Joy Knoblauch, When is Social Distance? Simmel, Park, Bogardus, Hall, or After
In the United States, the term social distancing was suddenly everywhere in early March of 2020. In a piece for the architecture and urbanism community, Stephen Legg called social distancing “the breakout vocabulary of the 'outbreak narrative'.” But what does the term mean and what strategies or ideologies does it reflect? Rather than ask how far social distance goes, I will consider a few historical moments when social distance has been and is used to think anew and redeploy social tactics. Historians have started to contextualize COVID-19 within the history of spatial practices to prevent infection. These are important histories of epidemic.

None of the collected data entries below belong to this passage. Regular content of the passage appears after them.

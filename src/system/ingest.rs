//! Translation of inbound OBS events into domain events

use std::collections::HashMap;

use chrono::{DateTime, Utc};

use crate::types::{
    scene_aggregate, source_aggregate, Event, EventPayload, InputMuteChangedData, ObsEvent,
    ObsEventData, RecordingStartedData, RecordingStoppedData, SceneCreatedData, SceneDeletedData,
    SceneSwitchedData, SourceCreatedData, SourceVolumeChangedData, StreamStartedData,
    StreamStoppedData, OBS_SYSTEM_AGGREGATE, RECORDING_AGGREGATE, STREAM_AGGREGATE,
};
use crate::utils::time::span_seconds;

/// Maps OBS notifications onto domain events
///
/// Keeps just enough state to fill in what OBS leaves out: the scene being
/// switched away from, the previous volume of each input and when the
/// current stream or recording started.
#[derive(Debug, Default)]
pub struct ObsEventTranslator {
    current_scene: Option<String>,
    volumes: HashMap<String, f64>,
    stream_started_at: Option<DateTime<Utc>>,
    recording_started_at: Option<DateTime<Utc>>,
}

impl ObsEventTranslator {
    pub fn new() -> Self {
        Self::default()
    }

    pub fn current_scene(&self) -> Option<&str> {
        self.current_scene.as_deref()
    }

    /// The domain event for `event`, if it has one
    pub fn translate(&mut self, event: &ObsEvent) -> Option<Event> {
        let at = event.timestamp;
        let (aggregate_id, payload) = match &event.data {
            ObsEventData::CurrentProgramSceneChanged(data) => {
                let from_scene = self
                    .current_scene
                    .replace(data.scene_name.clone())
                    .unwrap_or_else(|| "Unknown".to_string());
                (
                    OBS_SYSTEM_AGGREGATE.to_string(),
                    EventPayload::SceneSwitched(SceneSwitchedData {
                        from_scene,
                        to_scene: data.scene_name.clone(),
                        transition_type: None,
                        transition_duration: None,
                    }),
                )
            }
            ObsEventData::SceneCreated(data) => (
                scene_aggregate(&data.scene_name),
                EventPayload::SceneCreated(SceneCreatedData {
                    scene_name: data.scene_name.clone(),
                    scene_settings: Default::default(),
                }),
            ),
            ObsEventData::SceneRemoved(data) => (
                scene_aggregate(&data.scene_name),
                EventPayload::SceneDeleted(SceneDeletedData {
                    scene_name: data.scene_name.clone(),
                }),
            ),
            ObsEventData::InputCreated(data) => {
                let source_type = if data.unversioned_input_kind.is_empty() {
                    data.input_kind.clone()
                } else {
                    data.unversioned_input_kind.clone()
                };
                (
                    source_aggregate(&data.input_name),
                    EventPayload::SourceCreated(SourceCreatedData {
                        source_name: data.input_name.clone(),
                        source_type,
                        source_settings: data.input_settings.clone(),
                        scene_name: self.current_scene.clone(),
                    }),
                )
            }
            ObsEventData::InputMuteStateChanged(data) => (
                source_aggregate(&data.input_name),
                EventPayload::InputMuteChanged(InputMuteChangedData {
                    input_name: data.input_name.clone(),
                    muted: data.input_muted,
                }),
            ),
            ObsEventData::InputVolumeChanged(data) => {
                let old_volume = self
                    .volumes
                    .insert(data.input_name.clone(), data.input_volume_mul)
                    .unwrap_or(1.0);
                (
                    source_aggregate(&data.input_name),
                    EventPayload::SourceVolumeChanged(SourceVolumeChangedData {
                        source_name: data.input_name.clone(),
                        old_volume,
                        new_volume: data.input_volume_mul,
                        volume_db: Some(data.input_volume_db),
                    }),
                )
            }
            ObsEventData::StreamStateChanged(state) if state.is_started() => {
                self.stream_started_at = Some(at);
                (
                    STREAM_AGGREGATE.to_string(),
                    EventPayload::StreamStarted(StreamStartedData::default()),
                )
            }
            ObsEventData::StreamStateChanged(state) if state.is_stopped() => {
                let duration_seconds = elapsed(self.stream_started_at.take(), at);
                (
                    STREAM_AGGREGATE.to_string(),
                    EventPayload::StreamStopped(StreamStoppedData {
                        duration_seconds,
                        ..Default::default()
                    }),
                )
            }
            ObsEventData::RecordStateChanged(state) if state.is_started() => {
                self.recording_started_at = Some(at);
                (
                    RECORDING_AGGREGATE.to_string(),
                    EventPayload::RecordingStarted(RecordingStartedData {
                        output_path: state.output_path.clone(),
                    }),
                )
            }
            ObsEventData::RecordStateChanged(state) if state.is_stopped() => {
                let duration_seconds = elapsed(self.recording_started_at.take(), at);
                (
                    RECORDING_AGGREGATE.to_string(),
                    EventPayload::RecordingStopped(RecordingStoppedData {
                        output_path: state.output_path.clone(),
                        duration_seconds,
                    }),
                )
            }
            _ => return None,
        };

        let domain_event = Event::new(aggregate_id, payload).with_timestamp(at);
        Some(match event.correlation_id {
            Some(id) => domain_event.with_correlation_id(id),
            None => domain_event,
        })
    }
}

fn elapsed(started_at: Option<DateTime<Utc>>, at: DateTime<Utc>) -> u64 {
    started_at.map(|start| span_seconds(start, at) as u64).unwrap_or(0)
}

#[cfg(test)]
mod tests {
    use super::*;
    use crate::types::{EventType, RawObsEvent, OUTPUT_STARTED, OUTPUT_STOPPED};
    use chrono::{Duration, TimeZone};
    use serde_json::json;

    fn obs(kind: &str, data: serde_json::Value) -> ObsEvent {
        ObsEvent::parse(RawObsEvent::new(kind, data)).unwrap()
    }

    #[test]
    fn test_correlation_carried_onto_domain_event() {
        let mut translator = ObsEventTranslator::new();
        let id = uuid::Uuid::new_v4();

        let tagged = obs("CurrentProgramSceneChanged", json!({"sceneName": "Intro"}))
            .with_correlation_id(id);
        assert_eq!(translator.translate(&tagged).unwrap().correlation_id(), Some(id));

        let untagged = obs("CurrentProgramSceneChanged", json!({"sceneName": "Main"}));
        assert_eq!(translator.translate(&untagged).unwrap().correlation_id(), None);
    }

    #[test]
    fn test_scene_switches_track_previous_scene() {
        let mut translator = ObsEventTranslator::new();

        let first = translator
            .translate(&obs("CurrentProgramSceneChanged", json!({"sceneName": "Intro"})))
            .unwrap();
        let second = translator
            .translate(&obs("CurrentProgramSceneChanged", json!({"sceneName": "Main"})))
            .unwrap();

        assert_eq!(first.aggregate_id, "obs_system");
        match (&first.payload, &second.payload) {
            (EventPayload::SceneSwitched(a), EventPayload::SceneSwitched(b)) => {
                assert_eq!(a.from_scene, "Unknown");
                assert_eq!(b.from_scene, "Intro");
                assert_eq!(b.to_scene, "Main");
            }
            other => panic!("unexpected payloads {:?}", other),
        }
        assert_eq!(translator.current_scene(), Some("Main"));
    }

    #[test]
    fn test_volume_keeps_previous_level() {
        let mut translator = ObsEventTranslator::new();
        let data = |mul: f64| json!({"inputName": "Mic", "inputVolumeMul": mul, "inputVolumeDb": -6.0});

        translator.translate(&obs("InputVolumeChanged", data(0.5))).unwrap();
        let event = translator.translate(&obs("InputVolumeChanged", data(0.25))).unwrap();

        match event.payload {
            EventPayload::SourceVolumeChanged(v) => {
                assert_eq!(v.old_volume, 0.5);
                assert_eq!(v.new_volume, 0.25);
            }
            other => panic!("unexpected payload {:?}", other),
        }
    }

    #[test]
    fn test_stream_duration() {
        let mut translator = ObsEventTranslator::new();
        let t0 = Utc.with_ymd_and_hms(2024, 3, 1, 20, 0, 0).unwrap();
        let state = |s: &str, active: bool| json!({"outputActive": active, "outputState": s});

        let started = translator
            .translate(&obs("StreamStateChanged", state(OUTPUT_STARTED, true)).at(t0))
            .unwrap();
        let stopped = translator
            .translate(
                &obs("StreamStateChanged", state(OUTPUT_STOPPED, false)).at(t0 + Duration::seconds(90)),
            )
            .unwrap();

        assert_eq!(started.event_type(), EventType::StreamStarted);
        assert_eq!(started.timestamp(), t0);
        match stopped.payload {
            EventPayload::StreamStopped(data) => assert_eq!(data.duration_seconds, 90),
            other => panic!("unexpected payload {:?}", other),
        }
    }

    #[test]
    fn test_unmapped_events() {
        let mut translator = ObsEventTranslator::new();
        assert!(translator.translate(&ObsEvent::new(ObsEventData::ExitStarted)).is_none());
        assert!(translator
            .translate(&obs(
                "StreamStateChanged",
                json!({"outputActive": true, "outputState": "OBS_WEBSOCKET_OUTPUT_STARTING"})
            ))
            .is_none());
        assert!(translator
            .translate(&obs("StudioModeStateChanged", json!({"studioModeEnabled": true})))
            .is_none());
    }

    #[test]
    fn test_input_created() {
        let mut translator = ObsEventTranslator::new();
        let event = translator
            .translate(&obs(
                "InputCreated",
                json!({
                    "inputName": "Mic",
                    "inputKind": "wasapi_input_capture_v2",
                    "unversionedInputKind": "wasapi_input_capture",
                    "inputSettings": {"device_id": "default"}
                }),
            ))
            .unwrap();

        assert_eq!(event.aggregate_id, "source:Mic");
        match event.payload {
            EventPayload::SourceCreated(data) => {
                assert_eq!(data.source_type, "wasapi_input_capture");
                assert_eq!(data.source_settings["device_id"], json!("default"));
            }
            other => panic!("unexpected payload {:?}", other),
        }
    }
}
/// Errors raised while turning raw data into typed events
#[derive(Debug, Clone, PartialEq, Error)]
pub enum EventParseError {
    #[error("unknown event kind: {0}")]
    UnknownKind(String),
    #[error("missing field: {0}")]
    MissingField(String),
    #[error("invalid payload for {kind}: {message}")]
    InvalidPayload { kind: String, message: String },
}

/// Event types that can occur in the system
#[derive(Debug, Clone, Copy, PartialEq, Eq, Hash, PartialOrd, Ord, Serialize, Deserialize)]
pub enum EventType {
    #[serde(rename = "scene.created")]
    SceneCreated,
    #[serde(rename = "scene.switched")]
    SceneSwitched,
    #[serde(rename = "scene.deleted")]
    SceneDeleted,
    #[serde(rename = "source.created")]
    SourceCreated,
    #[serde(rename = "source.volume_changed")]
    SourceVolumeChanged,
    #[serde(rename = "input.mute_changed")]
    InputMuteChanged,
    #[serde(rename = "stream.started")]
    StreamStarted,
    #[serde(rename = "stream.stopped")]
    StreamStopped,
    #[serde(rename = "recording.started")]
    RecordingStarted,
    #[serde(rename = "recording.stopped")]
    RecordingStopped,
    #[serde(rename = "automation.rule_created")]
    AutomationRuleCreated,
    #[serde(rename = "automation.rule_triggered")]
    AutomationRuleTriggered,
    #[serde(rename = "automation.rule_executed")]
    AutomationRuleExecuted,
    #[serde(rename = "automation.rule_failed")]
    AutomationRuleFailed,
    #[serde(rename = "system.error")]
    SystemError,
    #[serde(rename = "system.performance_warning")]
    SystemPerformanceWarning,
}
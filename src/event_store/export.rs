//! Event export in JSON, JSONL, and CSV

use std::fmt;
use std::str::FromStr;

use chrono::Utc;
use serde::{Deserialize, Serialize};
use serde_json::json;

use crate::types::{Event, EventRecord};

use super::store::{EventStoreError, EventStoreResult};

/// Output format for `export_events`
#[derive(Debug, Clone, Copy, Default, PartialEq, Eq, Serialize, Deserialize)]
#[serde(rename_all = "lowercase")]
pub enum ExportFormat {
    /// `{export_time, event_count, events: [...]}`, pretty-printed
    #[default]
    Json,
    /// One record per line
    Jsonl,
    Csv,
}

impl FromStr for ExportFormat {
    type Err = EventStoreError;

    fn from_str(s: &str) -> Result<Self, Self::Err> {
        match s.to_ascii_lowercase().as_str() {
            "json" => Ok(ExportFormat::Json),
            "jsonl" | "ndjson" => Ok(ExportFormat::Jsonl),
            "csv" => Ok(ExportFormat::Csv),
            other => Err(EventStoreError::UnsupportedFormat(other.to_string())),
        }
    }
}

impl fmt::Display for ExportFormat {
    fn fmt(&self, f: &mut fmt::Formatter<'_>) -> fmt::Result {
        let name = match self {
            ExportFormat::Json => "json",
            ExportFormat::Jsonl => "jsonl",
            ExportFormat::Csv => "csv",
        };
        f.write_str(name)
    }
}

pub const CSV_COLUMNS: [&str; 8] = [
    "timestamp",
    "event_type",
    "aggregate_id",
    "event_id",
    "sequence",
    "correlation_id",
    "causation_id",
    "data",
];

/// Render events in the requested format
pub fn export_events(events: &[Event], format: ExportFormat) -> EventStoreResult<String> {
    match format {
        ExportFormat::Json => {
            let records: Vec<EventRecord> = events.iter().map(Event::to_record).collect();
            let document = json!({
                "export_time": Utc::now(),
                "event_count": records.len(),
                "events": records,
            });
            Ok(serde_json::to_string_pretty(&document)?)
        }
        ExportFormat::Jsonl => {
            let mut out = String::new();
            for event in events {
                out.push_str(&event.to_json_line()?);
                out.push('\n');
            }
            Ok(out)
        }
        ExportFormat::Csv => export_csv(events),
    }
}

fn export_csv(events: &[Event]) -> EventStoreResult<String> {
    let mut writer = csv::Writer::from_writer(Vec::new());
    writer.write_record(CSV_COLUMNS)?;

    for event in events {
        let data = serde_json::to_string(&event.payload)?;
        writer.write_record([
            event.timestamp().to_rfc3339(),
            event.event_type().to_string(),
            event.aggregate_id.clone(),
            event.id().to_string(),
            event.sequence.to_string(),
            event.correlation_id().map(|c| c.to_string()).unwrap_or_default(),
            event.causation_id().map(|c| c.to_string()).unwrap_or_default(),
            data,
        ])?;
    }

    let bytes = writer
        .into_inner()
        .map_err(|e| EventStoreError::Io(e.into_error()))?;
    String::from_utf8(bytes).map_err(|e| EventStoreError::InvalidEvent(e.to_string()))
}
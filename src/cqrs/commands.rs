//! Write-side commands

use chrono::{DateTime, Utc};
use serde::{Deserialize, Serialize};
use serde_json::{Map, Value};
use uuid::Uuid;

use crate::types::{
    rule_aggregate, scene_aggregate, source_aggregate, OBS_SYSTEM_AGGREGATE, RECORDING_AGGREGATE,
    STREAM_AGGREGATE,
};

/// An intent to change OBS state
#[derive(Debug, Clone, PartialEq, Serialize, Deserialize)]
#[serde(tag = "command", rename_all = "snake_case")]
pub enum Command {
    SwitchScene {
        to_scene: String,
        #[serde(default)]
        transition_type: Option<String>,
        #[serde(default)]
        transition_duration: Option<u32>,
    },
    CreateScene {
        scene_name: String,
        #[serde(default)]
        scene_settings: Map<String, Value>,
    },
    StartStream {
        #[serde(default)]
        stream_settings: Map<String, Value>,
        #[serde(default)]
        service: Option<String>,
    },
    StopStream,
    StartRecording {
        #[serde(default)]
        output_path: Option<String>,
    },
    StopRecording,
    SetSourceVolume {
        source_name: String,
        volume: f64,
        #[serde(default)]
        volume_db: Option<f64>,
    },
    SetInputMute {
        input_name: String,
        muted: bool,
    },
    TriggerAutomationRule {
        rule_id: String,
        rule_name: String,
        trigger_type: String,
        #[serde(default)]
        trigger_data: Map<String, Value>,
    },
}

impl Command {
    pub fn switch_scene(to_scene: impl Into<String>) -> Self {
        Command::SwitchScene {
            to_scene: to_scene.into(),
            transition_type: None,
            transition_duration: None,
        }
    }

    pub fn create_scene(scene_name: impl Into<String>) -> Self {
        Command::CreateScene {
            scene_name: scene_name.into(),
            scene_settings: Map::new(),
        }
    }

    pub fn start_stream() -> Self {
        Command::StartStream {
            stream_settings: Map::new(),
            service: None,
        }
    }

    pub fn set_volume(source_name: impl Into<String>, volume: f64) -> Self {
        Command::SetSourceVolume {
            source_name: source_name.into(),
            volume,
            volume_db: None,
        }
    }

    /// The aggregate whose history validates this command
    pub fn aggregate_id(&self) -> String {
        match self {
            Command::SwitchScene { .. } => OBS_SYSTEM_AGGREGATE.to_string(),
            Command::CreateScene { scene_name, .. } => scene_aggregate(scene_name),
            Command::StartStream { .. } | Command::StopStream => STREAM_AGGREGATE.to_string(),
            Command::StartRecording { .. } | Command::StopRecording => {
                RECORDING_AGGREGATE.to_string()
            }
            Command::SetSourceVolume { source_name, .. } => source_aggregate(source_name),
            Command::SetInputMute { input_name, .. } => source_aggregate(input_name),
            Command::TriggerAutomationRule { rule_id, .. } => rule_aggregate(rule_id),
        }
    }

    pub fn name(&self) -> &'static str {
        match self {
            Command::SwitchScene { .. } => "switch_scene",
            Command::CreateScene { .. } => "create_scene",
            Command::StartStream { .. } => "start_stream",
            Command::StopStream => "stop_stream",
            Command::StartRecording { .. } => "start_recording",
            Command::StopRecording => "stop_recording",
            Command::SetSourceVolume { .. } => "set_source_volume",
            Command::SetInputMute { .. } => "set_input_mute",
            Command::TriggerAutomationRule { .. } => "trigger_automation_rule",
        }
    }
}

/// A command plus the metadata stamped onto the events it produces
#[derive(Debug, Clone, PartialEq, Serialize, Deserialize)]
pub struct CommandEnvelope {
    pub command_id: Uuid,
    pub issued_at: DateTime<Utc>,
    #[serde(default)]
    pub correlation_id: Option<Uuid>,
    #[serde(default)]
    pub user_id: Option<String>,
    pub command: Command,
}

impl CommandEnvelope {
    pub fn new(command: Command) -> Self {
        Self {
            command_id: Uuid::new_v4(),
            issued_at: Utc::now(),
            correlation_id: None,
            user_id: None,
            command,
        }
    }

    pub fn with_correlation_id(mut self, correlation_id: Uuid) -> Self {
        self.correlation_id = Some(correlation_id);
        self
    }

    pub fn with_user(mut self, user_id: impl Into<String>) -> Self {
        self.user_id = Some(user_id.into());
        self
    }

    pub fn aggregate_id(&self) -> String {
        self.command.aggregate_id()
    }
}

impl From<Command> for CommandEnvelope {
    fn from(command: Command) -> Self {
        Self::new(command)
    }
}

#[cfg(test)]
mod tests {
    use super::*;
    use serde_json::json;

    #[test]
    fn test_aggregate_ids() {
        assert_eq!(Command::switch_scene("Main").aggregate_id(), "obs_system");
        assert_eq!(Command::create_scene("Main").aggregate_id(), "scene:Main");
        assert_eq!(Command::StopStream.aggregate_id(), "stream");
        assert_eq!(Command::StopRecording.aggregate_id(), "recording");
        assert_eq!(Command::set_volume("Mic", 0.5).aggregate_id(), "source:Mic");
    }

    #[test]
    fn test_command_json_shape() {
        let value = serde_json::to_value(Command::switch_scene("Main")).unwrap();
        assert_eq!(value["command"], json!("switch_scene"));
        assert_eq!(value["to_scene"], json!("Main"));

        let parsed: Command =
            serde_json::from_value(json!({"command": "set_input_mute", "input_name": "Mic", "muted": true}))
                .unwrap();
        assert_eq!(
            parsed,
            Command::SetInputMute {
                input_name: "Mic".to_string(),
                muted: true
            }
        );
    }
}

But there is something ugly about the term social distance, as pointed out by a recent article by Lily Scherlis covering the racial and class history of the term. As a historian of architecture, I will situate what Scherlis lays out in light of spatial and urban practices. Rather than ask where the term comes from, I will trace moments in the history of the term that are applicable as we think about caring for the cities of the near future. I will particualrly draw insights from Georg Simmel circa 1908, the Chicago School of Sociology and Robert Ezra Park of the 1920s, Edward T. Hall's distinction between “social distance” and intimate distance in the 1960s, and from the use of the term circa 2004-2009 for pandemic planning. In so doing, I'll ask when the term has refered to the elites keeping themselves apart from society and whenit has signaled a spatial practice that threatened to rupture public social bonds.